# Betta Fishes question



## fishfriends (May 5, 2014)

Hi, I am just wondering. Are the Betta fishes at chain pet stores inferior to the ones at local fish stores? For example, personality wise are they more aggressive? The ones at the local fish stores seem prettier and their fins are much nicer. Why is this? where do chain stores get their Bettas? Are all Bettas from thailand/asia, if so, why is there such a big difference? 
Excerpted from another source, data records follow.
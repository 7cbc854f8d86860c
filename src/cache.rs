//! Size- and time-bounded in-memory store of URL → item-list entries.

use std::collections::HashMap;
use std::time::Duration;
use tokio::sync::Mutex;
use tokio::time::Instant;
use url::Url;

use crate::config::CacheConfig;
use crate::item::Item;

/// Aggregate cache statistics.
#[derive(Debug, Clone, Copy, PartialEq, Eq)]
pub struct CacheStats {
    pub entries: usize,
    pub total_size_bytes: usize,
}

struct CacheEntry {
    items: Vec<Item>,
    captured_at: Instant,
    /// Approximate size precomputed at write time.
    size: usize,
    /// Expiration snapshot taken from the config at write time.
    expires_after: Duration,
}

impl CacheEntry {
    fn is_expired(&self) -> bool {
        self.captured_at.elapsed() > self.expires_after
    }
}

struct CacheInner {
    entries: HashMap<Url, CacheEntry>,
    /// Running total; always equals the sum of all live entries' sizes and
    /// is adjusted in lock-step with every insert/remove/evict.
    total_size: usize,
}

/// In-memory feed cache.
///
/// All access to the entry map and the size counter goes through one mutex,
/// so every read observes a fully-formed prior write. Reads are not purely
/// read-only: a read that finds an expired entry removes it (lazy eviction).
///
/// Eviction under size pressure removes the globally least-recently-
/// *captured* entry: write time, not read time. A just-read old entry is
/// still evicted before a recently-written one.
pub struct FeedCache {
    config: CacheConfig,
    inner: Mutex<CacheInner>,
}

impl FeedCache {
    pub fn new(config: CacheConfig) -> Self {
        Self {
            config,
            inner: Mutex::new(CacheInner {
                entries: HashMap::new(),
                total_size: 0,
            }),
        }
    }

    pub fn config(&self) -> &CacheConfig {
        &self.config
    }

    /// Returns the cached item list for `url`, or `None` when absent or
    /// expired. An expired entry is removed on the way out.
    pub async fn get(&self, url: &Url) -> Option<Vec<Item>> {
        let mut inner = self.inner.lock().await;

        let expired = inner.entries.get(url)?.is_expired();
        if expired {
            if let Some(entry) = inner.entries.remove(url) {
                inner.total_size -= entry.size;
                tracing::debug!(url = %url, size = entry.size, "expired cache entry removed on read");
            }
            return None;
        }

        inner.entries.get(url).map(|entry| entry.items.clone())
    }

    /// Stores `items` under `url`, replacing any previous entry wholesale.
    ///
    /// A write whose approximate size exceeds the configured maximum is
    /// rejected entirely (logged, not returned as an error), leaving any
    /// prior entry for that key untouched. Otherwise the least-recently-
    /// captured entries are evicted until the new entry fits.
    pub async fn set(&self, url: Url, items: Vec<Item>) {
        let size = estimate_size(&items);
        if size > self.config.max_size_bytes {
            tracing::warn!(
                url = %url,
                size = size,
                max = self.config.max_size_bytes,
                "cache entry exceeds maximum cache size, not cached"
            );
            return;
        }

        let mut inner = self.inner.lock().await;

        while inner.total_size + size > self.config.max_size_bytes {
            if !evict_oldest(&mut inner) {
                break;
            }
        }

        let entry = CacheEntry {
            items,
            captured_at: Instant::now(),
            size,
            expires_after: self.config.expiration(),
        };
        if let Some(old) = inner.entries.insert(url.clone(), entry) {
            inner.total_size -= old.size;
        }
        inner.total_size += size;

        tracing::debug!(url = %url, size = size, total = inner.total_size, "cache entry set");
    }

    /// Deletes the entry for `url` if present; no-op otherwise.
    pub async fn remove(&self, url: &Url) {
        let mut inner = self.inner.lock().await;
        if let Some(entry) = inner.entries.remove(url) {
            inner.total_size -= entry.size;
            tracing::debug!(url = %url, "cache entry removed");
        }
    }

    /// Drops all entries and resets the size counter.
    pub async fn clear(&self) {
        let mut inner = self.inner.lock().await;
        inner.entries.clear();
        inner.total_size = 0;
        tracing::debug!("cache cleared");
    }

    /// Current entry count and total approximate size.
    pub async fn stats(&self) -> CacheStats {
        let inner = self.inner.lock().await;
        CacheStats {
            entries: inner.entries.len(),
            total_size_bytes: inner.total_size,
        }
    }
}

fn evict_oldest(inner: &mut CacheInner) -> bool {
    let oldest = inner
        .entries
        .iter()
        .min_by_key(|(_, entry)| entry.captured_at)
        .map(|(url, _)| url.clone());

    match oldest {
        Some(url) => {
            if let Some(entry) = inner.entries.remove(&url) {
                inner.total_size -= entry.size;
                tracing::debug!(url = %url, size = entry.size, "evicted least-recently-captured entry");
            }
            true
        }
        None => false,
    }
}

/// Approximate entry size: the sum of UTF-8 byte lengths of every textual
/// field across all items. Deliberately not an exact memory footprint;
/// changing this changes eviction timing.
fn estimate_size(items: &[Item]) -> usize {
    items
        .iter()
        .map(|item| {
            item.title.len()
                + item.description.len()
                + item.content.as_deref().map_or(0, str::len)
                + item.link.as_str().len()
                + item.author.as_deref().map_or(0, str::len)
                + item.categories.iter().map(String::len).sum::<usize>()
        })
        .sum()
}
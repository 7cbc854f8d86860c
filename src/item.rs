//! Normalized feed item model.

use chrono::{DateTime, Utc};
use std::hash::{Hash, Hasher};
use url::Url;

/// A single normalized feed item.
///
/// Items are immutable once built: the builder is the only production code
/// path that constructs one, and every field is set exactly once there.
/// Equality and hashing cover the identifying fields only (id, title, link,
/// publish timestamp).
#[derive(Debug, Clone)]
pub struct Item {
    /// Unique identifier: the feed's explicit guid, falling back to the link.
    pub id: String,
    pub title: String,
    pub description: String,
    pub link: Url,
    pub published: DateTime<Utc>,
    pub author: Option<String>,
    /// Category labels in document order; duplicates are preserved.
    pub categories: Vec<String>,
    /// Extended content body (`content:encoded`), absent when empty.
    pub content: Option<String>,
    pub enclosure: Option<Enclosure>,
}

impl PartialEq for Item {
    fn eq(&self, other: &Self) -> bool {
        self.id == other.id
            && self.title == other.title
            && self.link == other.link
            && self.published == other.published
    }
}

impl Eq for Item {}

impl Hash for Item {
    fn hash<H: Hasher>(&self, state: &mut H) {
        self.id.hash(state);
        self.title.hash(state);
        self.link.hash(state);
        self.published.hash(state);
    }
}

/// A media attachment reference on an item.
///
/// All fields are mandatory; markup missing any of them never produces a
/// partial enclosure.
#[derive(Debug, Clone, PartialEq, Eq, Hash)]
pub struct Enclosure {
    pub url: Url,
    /// MIME type as declared by the feed (e.g. `audio/mpeg`).
    pub mime_type: String,
    /// Declared size in bytes.
    pub length: u64,
}
// ABOUTME: Main library entry point for the Garmin workout creator
// ABOUTME: Natural-language workout parsing, previews, configuration and upload handoff
//
// SPDX-License-Identifier: MIT OR Apache-2.0
// Copyright (c) 2025 Pierre Fitness Intelligence

#![deny(unsafe_code)]

//! # Garmin Workout Creator
//!
//! Converts running workouts written the way runners write them into
//! structured, validated workouts ready for a fitness service.
//!
//! ## Architecture
//!
//! - **Parser**: segment splitting, unit normalization, ordered matchers
//! - **Formatters**: text preview, JSON output, canonical text
//! - **Upload**: the `WorkoutUploader` boundary with dry-run and outbox uploaders
//! - **Config**: environment-only configuration
//! - **Logging**: `tracing` subscriber setup
//!
//! The data model and error types live in the `workout_core` crate.
//!
//! ## Example Usage
//!
//! ```rust
//! use garmin_workout_creator::parser;
//!
//! let workout = parser::parse("1km warmup @ 5:30, 3x 1km @ 4:45 + 2min rest, 1km cooldown")
//!     .map_err(|e| e.to_string())?;
//! assert_eq!(workout.len(), 3);
//! assert_eq!(workout.step_count(), 8);
//! # Ok::<(), String>(())
//! ```

/// Environment-based configuration
pub mod config;

/// Workout rendering (preview, JSON, canonical text)
pub mod formatters;

/// Logging configuration and structured logging setup
pub mod logging;

/// Natural-language workout parser
pub mod parser;

/// Upload boundary and bundled uploaders
pub mod upload;

pub use parser::{can_parse, parse, ParserOptions, WorkoutParser};
// ABOUTME: Ordered segment matchers for the workout parser
// ABOUTME: Each matcher returns an explicit outcome; the first match wins
//
// SPDX-License-Identifier: MIT OR Apache-2.0
// Copyright (c) 2025 Pierre Fitness Intelligence

use std::sync::LazyLock;

use regex::{Captures, Regex};
use workout_core::errors::ParseFailure;
use workout_core::models::{
    DistanceUnit, Duration, RepeatGroup, SimpleStep, Step, StepType, Target, TimeUnit,
};

use super::step_type::{self, StepContext};
use super::target::parse_target;
use super::ParserOptions;

/// Result of trying one matcher against a normalized segment
#[derive(Debug, Clone, PartialEq)]
pub enum MatchOutcome {
    /// Pattern does not apply; try the next matcher
    NoMatch,
    /// Pattern applies and produced a step
    Matched(Step),
    /// Pattern applies but the values are invalid; stop here
    Invalid(ParseFailure),
}

impl From<Result<Step, ParseFailure>> for MatchOutcome {
    fn from(result: Result<Step, ParseFailure>) -> Self {
        match result {
            Ok(step) => Self::Matched(step),
            Err(reason) => Self::Invalid(reason),
        }
    }
}

/// Signature shared by every matcher
pub type Matcher = fn(&str, &ParserOptions) -> MatchOutcome;

/// Matchers in the order they are tried
///
/// Repeat must precede the duration matchers because `3x 1km` also starts
/// with a number.
pub const MATCHERS: [(&str, Matcher); 4] = [
    ("repeat", match_repeat),
    ("duration", match_duration_only),
    ("duration_target", match_duration_with_target),
    ("keyword", match_keyword_only),
];

// Matches: 3x 1km @ 4:45 + 2min rest, 5 x 400m + 90s, 4x 5min tempo
static REPEAT: LazyLock<Option<Regex>> = LazyLock::new(|| {
    Regex::new(
        r"^(?P<count>\d+)\s*x\s*(?P<value>\d+(?:\.\d+)?)(?P<unit>[a-z]+)?(?:\s+(?P<keyword>[a-z][a-z-]*))?(?:\s*@\s*(?P<target>[^+]+?))?(?:\s*\+\s*(?P<rest_value>\d+(?:\.\d+)?)(?P<rest_unit>[a-z]+)?(?:\s+(?P<rest_keyword>[a-z][a-z-]*))?)?$",
    )
    .ok()
});

// Matches: 1km, 1km warmup, warmup 1km, 5min @ 165bpm, 1.5km easy @ 6:00
static DURATION_STEP: LazyLock<Option<Regex>> = LazyLock::new(|| {
    Regex::new(
        r"^(?:(?P<before>[a-z][a-z-]*)\s+)?(?P<value>\d+(?:\.\d+)?)(?P<unit>[a-z]+)?(?:\s+(?P<after>[a-z][a-z-]*))?(?:\s*@\s*(?P<target>.+))?$",
    )
    .ok()
});

// Matches: cooldown, warmup, rest, open
static KEYWORD_STEP: LazyLock<Option<Regex>> =
    LazyLock::new(|| Regex::new(r"^(?P<keyword>[a-z][a-z-]*)$").ok());

/// `<N>x <duration>[ @ <target>][ + <rest-duration>[ rest]]`
fn match_repeat(segment: &str, options: &ParserOptions) -> MatchOutcome {
    let Some(caps) = REPEAT.as_ref().and_then(|re| re.captures(segment)) else {
        return MatchOutcome::NoMatch;
    };
    let keyword = caps.name("keyword").map(|m| m.as_str());
    let rest_keyword = caps.name("rest_keyword").map(|m| m.as_str());
    if keyword.is_some_and(|word| !step_type::is_keyword(word))
        || rest_keyword.is_some_and(|word| !step_type::is_recovery_keyword(word))
    {
        return MatchOutcome::NoMatch;
    }
    build_repeat(&caps, keyword, options).into()
}

fn build_repeat(
    caps: &Captures,
    keyword: Option<&str>,
    options: &ParserOptions,
) -> Result<Step, ParseFailure> {
    let count_token = &caps["count"];
    let repeat_count: u32 = count_token
        .parse()
        .map_err(|_| ParseFailure::MalformedNumber {
            token: count_token.to_owned(),
        })?;

    let target = caps
        .name("target")
        .map(|m| parse_target(m.as_str(), options))
        .transpose()?
        .unwrap_or_default();
    let work_type = step_type::infer(
        keyword.as_slice(),
        StepContext {
            repeat_work: true,
            has_target: !target.is_open(),
        },
    );
    let duration = parse_duration(&caps["value"], caps.name("unit").map(|m| m.as_str()))?;
    let mut steps = vec![SimpleStep::new(work_type, duration, target)?];

    if let Some(rest_value) = caps.name("rest_value") {
        let rest = parse_duration(
            rest_value.as_str(),
            caps.name("rest_unit").map(|m| m.as_str()),
        )?;
        steps.push(SimpleStep::new(StepType::Recovery, rest, Target::Open)?);
    }

    Ok(RepeatGroup::new(repeat_count, steps)?.into())
}

/// Bare duration with an optional keyword before or after it
fn match_duration_only(segment: &str, options: &ParserOptions) -> MatchOutcome {
    if segment.contains('@') {
        return MatchOutcome::NoMatch;
    }
    match_duration_step(segment, options)
}

/// `<duration> @ <target>` with an optional keyword
fn match_duration_with_target(segment: &str, options: &ParserOptions) -> MatchOutcome {
    if !segment.contains('@') {
        return MatchOutcome::NoMatch;
    }
    match_duration_step(segment, options)
}

fn match_duration_step(segment: &str, options: &ParserOptions) -> MatchOutcome {
    let Some(caps) = DURATION_STEP.as_ref().and_then(|re| re.captures(segment)) else {
        return MatchOutcome::NoMatch;
    };
    let keywords: Vec<&str> = ["before", "after"]
        .iter()
        .filter_map(|name| caps.name(name).map(|m| m.as_str()))
        .collect();
    if !keywords.iter().all(|word| step_type::is_keyword(word)) {
        return MatchOutcome::NoMatch;
    }
    build_simple(&caps, &keywords, options).into()
}

fn build_simple(
    caps: &Captures,
    keywords: &[&str],
    options: &ParserOptions,
) -> Result<Step, ParseFailure> {
    let duration = parse_duration(&caps["value"], caps.name("unit").map(|m| m.as_str()))?;
    let target = caps
        .name("target")
        .map(|m| parse_target(m.as_str(), options))
        .transpose()?
        .unwrap_or_default();
    let step_type = step_type::infer(
        keywords,
        StepContext {
            repeat_work: false,
            has_target: !target.is_open(),
        },
    );
    Ok(SimpleStep::new(step_type, duration, target)?.into())
}

/// A lone keyword: open duration, no target
fn match_keyword_only(segment: &str, _options: &ParserOptions) -> MatchOutcome {
    let Some(caps) = KEYWORD_STEP.as_ref().and_then(|re| re.captures(segment)) else {
        return MatchOutcome::NoMatch;
    };
    let keyword = &caps["keyword"];
    if !step_type::is_keyword(keyword) {
        return MatchOutcome::NoMatch;
    }
    let step_type = step_type::infer(&[keyword], StepContext::default());
    MatchOutcome::Matched(SimpleStep::open(step_type).into())
}

/// Build a duration from a number and its canonical unit
///
/// # Errors
/// Returns `MissingUnit` without a unit, `UnknownUnit` for non-duration units,
/// and `Invalid` for non-positive values
fn parse_duration(value: &str, unit: Option<&str>) -> Result<Duration, ParseFailure> {
    let Some(unit) = unit else {
        return Err(ParseFailure::MissingUnit {
            token: value.to_owned(),
        });
    };
    let number: f64 = value.parse().map_err(|_| ParseFailure::MalformedNumber {
        token: value.to_owned(),
    })?;

    if let Some(distance) = DistanceUnit::from_canonical(unit) {
        return Ok(Duration::distance(number, distance)?);
    }
    if let Some(time) = TimeUnit::from_canonical(unit) {
        return Ok(Duration::time(number, time)?);
    }
    Err(ParseFailure::UnknownUnit {
        unit: unit.to_owned(),
    })
}

#[cfg(test)]
mod tests {
    use super::*;

    #[test]
    fn test_repeat_is_tried_first() {
        assert_eq!(MATCHERS[0].0, "repeat");
        let outcome = match_duration_only("3x 1km", &ParserOptions::default());
        assert_eq!(outcome, MatchOutcome::NoMatch);
    }

    #[test]
    fn test_unknown_rest_keyword_is_no_match() {
        assert_eq!(
            match_repeat("3x 1km + 2min banana", &ParserOptions::default()),
            MatchOutcome::NoMatch
        );
    }

    #[test]
    fn test_duration_without_unit_is_invalid() {
        assert_eq!(
            match_duration_only("5 warmup", &ParserOptions::default()),
            MatchOutcome::Invalid(ParseFailure::MissingUnit {
                token: "5".to_owned()
            })
        );
    }

    #[test]
    fn test_heart_rate_unit_is_not_a_duration() {
        assert_eq!(
            parse_duration("150", Some("bpm")),
            Err(ParseFailure::UnknownUnit {
                unit: "bpm".to_owned()
            })
        );
    }

    #[test]
    fn test_keyword_only_rejects_unknown_words() {
        let options = ParserOptions::default();
        assert_eq!(
            match_keyword_only("gobbledygook", &options),
            MatchOutcome::NoMatch
        );
        assert!(matches!(
            match_keyword_only("cooldown", &options),
            MatchOutcome::Matched(_)
        ));
    }
}
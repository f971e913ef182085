// ABOUTME: Criterion benchmarks for the workout parser
// ABOUTME: Measures segment classification and whole-workout parsing throughput
//
// SPDX-License-Identifier: MIT OR Apache-2.0
// Copyright (c) 2025 Pierre Fitness Intelligence

//! Criterion benchmarks for the workout parser.
//!
//! Measures single-segment classification per matcher, full workouts of
//! growing length, and canonical-text rendering.

#![allow(clippy::missing_docs_in_private_items, missing_docs)]

use criterion::{black_box, criterion_group, criterion_main, BenchmarkId, Criterion, Throughput};
use garmin_workout_creator::formatters::to_canonical_text;
use garmin_workout_creator::parser::{self, WorkoutParser};

/// One segment per matcher, plus a rejected one
const SEGMENTS: &[(&str, &str)] = &[
    ("repeat", "3x 1km @ 4:45 + 2min rest"),
    ("duration", "10 minutes warmup"),
    ("duration_target", "20min tempo @ 4:30-4:40 per km"),
    ("keyword", "cooldown"),
    ("unrecognized", "banana split"),
];

const SESSION: &str = "2km warmup @ 5:45, 6x 800m @ 3:55 + 400m jog, 10min @ 150-160 bpm, cooldown";

fn bench_segments(c: &mut Criterion) {
    let parser = WorkoutParser::default();
    let mut group = c.benchmark_group("parse_segment");

    for (name, segment) in SEGMENTS {
        group.bench_with_input(BenchmarkId::from_parameter(name), segment, |b, segment| {
            b.iter(|| parser.parse_segment(black_box(segment)));
        });
    }

    group.finish();
}

fn bench_workout_length(c: &mut Criterion) {
    let mut group = c.benchmark_group("parse_workout");

    for repetitions in [1_usize, 10, 50] {
        let text = vec![SESSION; repetitions].join(", ");
        group.throughput(Throughput::Bytes(text.len() as u64));
        group.bench_with_input(
            BenchmarkId::from_parameter(repetitions * 4),
            &text,
            |b, text| {
                b.iter(|| parser::parse(black_box(text)));
            },
        );
    }

    group.finish();
}

fn bench_canonical_text(c: &mut Criterion) {
    let Ok(workout) = parser::parse(SESSION) else {
        return;
    };
    c.bench_function("canonical_text", |b| {
        b.iter(|| to_canonical_text(black_box(&workout)));
    });
}

criterion_group!(
    benches,
    bench_segments,
    bench_workout_length,
    bench_canonical_text,
);
criterion_main!(benches);
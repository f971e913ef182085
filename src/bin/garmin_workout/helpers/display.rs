// ABOUTME: Output formatting helpers for garmin-workout
// ABOUTME: Prints parse failures, upload receipts and errors consistently
//
// SPDX-License-Identifier: MIT OR Apache-2.0
// Copyright (c) 2025 Pierre Fitness Intelligence

use garmin_workout_creator::upload::{UploadReceipt, UploadRequest};
use workout_core::errors::{AppError, ParseError};

/// Example inputs shown after a parse failure
const SUPPORTED_FORMATS: &[(&str, &str)] = &[
    ("Distance", "1km warmup @ 5:30"),
    ("Time", "10min @ 165 bpm"),
    ("Intervals", "3x 1km @ 4:45 + 2min rest"),
    ("Pace range", "20min tempo @ 4:30-4:40/km"),
    ("Open step", "cooldown"),
];

/// Show where parsing failed and what the parser accepts
pub fn print_parse_failure(error: &ParseError) {
    eprintln!("error: {error}");
    eprintln!();
    eprintln!("{}", error.highlighted());
    eprintln!();
    eprintln!("Supported formats:");
    for (label, example) in SUPPORTED_FORMATS {
        eprintln!("  - {label}: {example}");
    }
}

/// Summarize an accepted upload
pub fn print_receipt(request: &UploadRequest, receipt: &UploadReceipt) {
    println!("{}", request.workout.summary(&request.metadata.name));
    if let Some(date) = request.metadata.scheduled_date {
        println!("   Scheduled: {}", date.format("%Y-%m-%d"));
    }
    if let Some(credentials) = &request.credentials {
        println!("   Account: {}", credentials.email);
    }
    println!("   Upload ID: {}", receipt.id);
    match &receipt.location {
        Some(location) => println!("   Queued at: {location}"),
        None => println!("   Dry run: nothing was written"),
    }
}

/// Print an error with its code
pub fn print_error(error: &AppError) {
    eprintln!("error: {}", error.message);
    eprintln!("       ({})", error.code.description());
}
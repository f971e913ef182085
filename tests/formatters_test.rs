// ABOUTME: Integration tests for workout previews and output formats
// ABOUTME: Checks preview lines, numbered text rendering and JSON output
//
// SPDX-License-Identifier: MIT OR Apache-2.0
// Copyright (c) 2025 Pierre Fitness Intelligence

#![allow(clippy::unwrap_used, clippy::expect_used, clippy::panic)]
#![allow(missing_docs)]

use garmin_workout_creator::formatters::{
    format_workout, preview_lines, render_preview, OutputFormat, PreviewLine,
};
use garmin_workout_creator::parser;
use workout_core::models::Workout;

fn sample() -> Workout {
    parser::parse("1km warmup @ 5:30, 3x 1km @ 4:45-5:00 + 2min rest, cooldown").unwrap()
}

#[test]
fn test_preview_lines() {
    let lines = preview_lines(&sample());
    assert_eq!(lines.len(), 5);
    assert_eq!(
        lines[0],
        PreviewLine {
            depth: 0,
            label: "Warmup".to_owned(),
            duration: "1 km".to_owned(),
            target: "Target: 5:30 per km".to_owned(),
        }
    );
    assert_eq!(lines[1].label, "Repeat 3×");
    assert!(lines[1].duration.is_empty());
    assert_eq!(lines[2].depth, 1);
    assert_eq!(lines[2].label, "Interval");
    assert_eq!(lines[2].target, "Target: 4:45 - 5:00 per km");
    assert_eq!(lines[3].duration, "2 min");
    assert_eq!(lines[3].target, "No target");
    assert_eq!(lines[4].duration, "Open (press lap to end)");
}

#[test]
fn test_render_preview() {
    let text = render_preview(&sample());
    let rendered: Vec<&str> = text.lines().collect();
    assert_eq!(rendered[0], "1. Warmup | 1 km | Target: 5:30 per km");
    assert_eq!(rendered[1], "2. Repeat 3×");
    assert_eq!(rendered[2], "  3. Interval | 1 km | Target: 4:45 - 5:00 per km");
    assert_eq!(rendered[3], "  4. Recovery | 2 min | No target");
    assert_eq!(rendered[4], "5. Cooldown | Open (press lap to end) | No target");
}

#[test]
fn test_heart_rate_preview() {
    let workout = parser::parse("10min @ 150-160 bpm").unwrap();
    let lines = preview_lines(&workout);
    assert_eq!(lines[0].target, "Target: 150 - 160 bpm");
}

#[test]
fn test_text_format_starts_with_summary() {
    let output = format_workout(&sample(), "Track", OutputFormat::Text).unwrap();
    assert_eq!(output.content_type, "text/plain");
    assert!(output.data.starts_with("Track: 8 steps\n1. Warmup"));
}

#[test]
fn test_json_format() {
    let workout = sample();
    let output = format_workout(&workout, "Track", OutputFormat::Json).unwrap();
    assert_eq!(output.format, OutputFormat::Json);
    let decoded: Workout = serde_json::from_str(&output.data).unwrap();
    assert_eq!(decoded, workout);
}
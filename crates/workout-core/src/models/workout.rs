// ABOUTME: Workout model: an ordered, non-empty list of steps
// ABOUTME: Provides totals, unrolled step counts and a one-line summary
//
// SPDX-License-Identifier: MIT OR Apache-2.0
// Copyright (c) 2025 Pierre Fitness Intelligence

use serde::{Deserialize, Serialize};

use super::{Duration, Step};
use crate::constants::units::{METERS_PER_KILOMETER, SECONDS_PER_MINUTE};
use crate::errors::ModelError;

/// Structured workout produced by one parse call
///
/// Step order is execution order on the device. The value is immutable once
/// built; deserialization goes through the same validation as `Workout::new`.
#[derive(Debug, Clone, PartialEq, Serialize, Deserialize)]
#[serde(try_from = "WorkoutSteps", into = "WorkoutSteps")]
pub struct Workout {
    steps: Vec<Step>,
}

#[derive(Serialize, Deserialize)]
struct WorkoutSteps {
    steps: Vec<Step>,
}

impl TryFrom<WorkoutSteps> for Workout {
    type Error = ModelError;

    fn try_from(raw: WorkoutSteps) -> Result<Self, Self::Error> {
        Self::new(raw.steps)
    }
}

impl From<Workout> for WorkoutSteps {
    fn from(workout: Workout) -> Self {
        Self {
            steps: workout.steps,
        }
    }
}

impl Workout {
    /// Create a validated workout
    ///
    /// # Errors
    /// Returns `ModelError::EmptyWorkout` for no steps, or the first invalid step's error
    pub fn new(steps: Vec<Step>) -> Result<Self, ModelError> {
        if steps.is_empty() {
            return Err(ModelError::EmptyWorkout);
        }
        steps.iter().try_for_each(Step::validate)?;
        Ok(Self { steps })
    }

    /// Steps in execution order
    #[must_use]
    pub fn steps(&self) -> &[Step] {
        &self.steps
    }

    /// Number of top-level entries (a repeat group counts once)
    #[must_use]
    pub fn len(&self) -> usize {
        self.steps.len()
    }

    /// Always false for a constructed workout
    #[must_use]
    pub fn is_empty(&self) -> bool {
        self.steps.is_empty()
    }

    /// Number of device steps once repeats are unrolled
    #[must_use]
    pub fn step_count(&self) -> usize {
        self.steps.iter().map(Step::unrolled_len).sum()
    }

    fn total_by(&self, measure: impl Fn(&Duration) -> Option<f64> + Copy) -> Option<f64> {
        self.steps.iter().map(|step| step.total_by(measure)).sum()
    }

    /// Total distance in kilometers, if every step is distance-based
    #[must_use]
    pub fn total_distance_km(&self) -> Option<f64> {
        self.total_by(Duration::meters)
            .map(|meters| meters / METERS_PER_KILOMETER)
    }

    /// Total time in minutes, if every step is time-based
    #[must_use]
    pub fn total_time_minutes(&self) -> Option<f64> {
        self.total_by(Duration::seconds)
            .map(|seconds| seconds / SECONDS_PER_MINUTE)
    }

    /// One-line summary, e.g. `Morning Run: 5 steps, 10.0km`
    #[must_use]
    pub fn summary(&self, name: &str) -> String {
        let count = self.step_count();
        let plural = if count == 1 { "" } else { "s" };
        let mut details = vec![format!("{count} step{plural}")];

        if let Some(km) = self.total_distance_km() {
            details.push(format!("{km:.1}km"));
        } else if let Some(minutes) = self.total_time_minutes() {
            details.push(format!("{minutes:.0}min"));
        }

        format!("{name}: {}", details.join(", "))
    }

    /// Consume the workout and return its steps
    #[must_use]
    pub fn into_steps(self) -> Vec<Step> {
        self.steps
    }
}

impl<'a> IntoIterator for &'a Workout {
    type Item = &'a Step;
    type IntoIter = std::slice::Iter<'a, Step>;

    fn into_iter(self) -> Self::IntoIter {
        self.steps.iter()
    }
}
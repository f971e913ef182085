// ABOUTME: Workout data model shared by the parser, formatters and upload collaborators
// ABOUTME: Re-exports Workout, Step, Duration, Target and the upload metadata
//
// SPDX-License-Identifier: MIT OR Apache-2.0
// Copyright (c) 2025 Pierre Fitness Intelligence

//! # Data Models
//!
//! A `Workout` is an ordered, non-empty list of `Step`s. A step is either a
//! `SimpleStep` (type + duration + target) or a `RepeatGroup` of simple steps.
//! Repeat groups cannot contain other repeat groups, so a workout is at most
//! two levels deep, which matches what the device format can express.
//!
//! ## Design Principles
//!
//! - **Closed sum types**: `Duration`, `Target` and `Step` are enums, so every
//!   consumer has to handle every variant
//! - **Validated construction**: constructors return `Result<_, ModelError>`
//!   and deserialization of a `Workout` re-validates every step
//! - **Immutable**: fields are private and only exposed through accessors
//! - **Serializable**: variant tags and field names are the integration
//!   surface toward upload collaborators

mod duration;
mod metadata;
mod step;
mod target;
mod workout;

pub use duration::{DistanceUnit, Duration, TimeUnit};
pub use metadata::WorkoutMetadata;
pub use step::{RepeatGroup, SimpleStep, Step, StepType};
pub use target::{Pace, PaceUnit, Target, TargetValue};
pub use workout::Workout;

/// Render a float without a trailing `.0` for whole numbers
pub(crate) fn format_number(value: f64) -> String {
    format!("{value}")
}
I went to a local fish store and they told me their Bettas are 1 month old? How old are they usually when they are sold in those awful cups?


----------



## April (Apr 21, 2010)

There's regular Bettas and theirs fancier finned ones. The chain stores buy basic and normally mainly red and blue. That's their market. Beginner hobbyists.
Some lfs buy half moons, split tail, delta, dragon scale etc.
They are all imported young and most
Come from Asia . Different suppliers get from
Different farms. Some Thailand, some Indonesia, etc. 
not sure if one month old,, thry are old enough to develop their finnage .
Not all shops use the cups. So e use cases or a betta Center or goldfish bowls etc



Sent by tapatalk in north Burnaby


----------



## fishfriends (May 5, 2014)

Ah, yes they have different fin types. thanks for your response

it seems there is also a noticeable difference in the "regular" bettas when comparing the lfs and the chain stores also (the regular blue/red ones)


----------



## kim86 (Sep 5, 2012)

I would say that smaller stores get their stock from the same companies as most big fish stores. I know one of the suppliers that sell to my store also supplies a really small locally owned store. The appearance shouldn't be too different if they're the same betta, maybe just the ages are different? Temperament wise they are the same. My favorite Bettas are dumbo ears and dragon scales. Ah so many nice ones are out there.


----------



## April (Apr 21, 2010)

Not necessarily. I don't get from the same source. I go hand pick mine and I get some fancier ones. Also some small stores order their own in . Self Import. Which store is your store?


----------



## kim86 (Sep 5, 2012)

I run the fish and reptile section for Petland in poco. We have about three main suppliers that have Bettas. I wish I was able to go and hand pick our fish all the time lol. But we usually luck out when I order fancier types.


----------



## April (Apr 21, 2010)

Ok cool. I've only been in petland once . I live in Pomo. But..go the other direction for work.


----------



## kim86 (Sep 5, 2012)

Come in sometime and say hello  I'm there five days a week and I'd love to meet you.


----------



## Fish rookie (May 21, 2012)

Have to check out your betta when I come to your store April.
In Richmond, IPU usually has very nice betta; while Petsmart has the more common types. Not saying they are bad but they are not as colorful.


----------



## Rockman (May 19, 2013)

It largely depends on the store. Generally speaking chain stores go in for the cheap fish; quality isn't really their strong point. Local retailers (particularly the more specialist ones) are more likely to have the more expensive, higher quality fish. They're also more likely to make an effort to keep their bettas in clean/warm water (which is an issue in a lot of places).


----------



## April (Apr 21, 2010)

There's a new betta system available to stores now. It has air thst goes into each comparent. It mainly just keeps the water from
Being stagnant. Has three sides for
Bettas. 
Places like petsmart are mainly focusing on new hobbyists so basic Bettas are their market. It's usually the first fish for new hobbyists. From there well we all know the mts deal.. 
But there are so any new products for Bettas now. Cool small tanks etc. 
aqueon just put out one with three cascading tanks like a waterfall and filter.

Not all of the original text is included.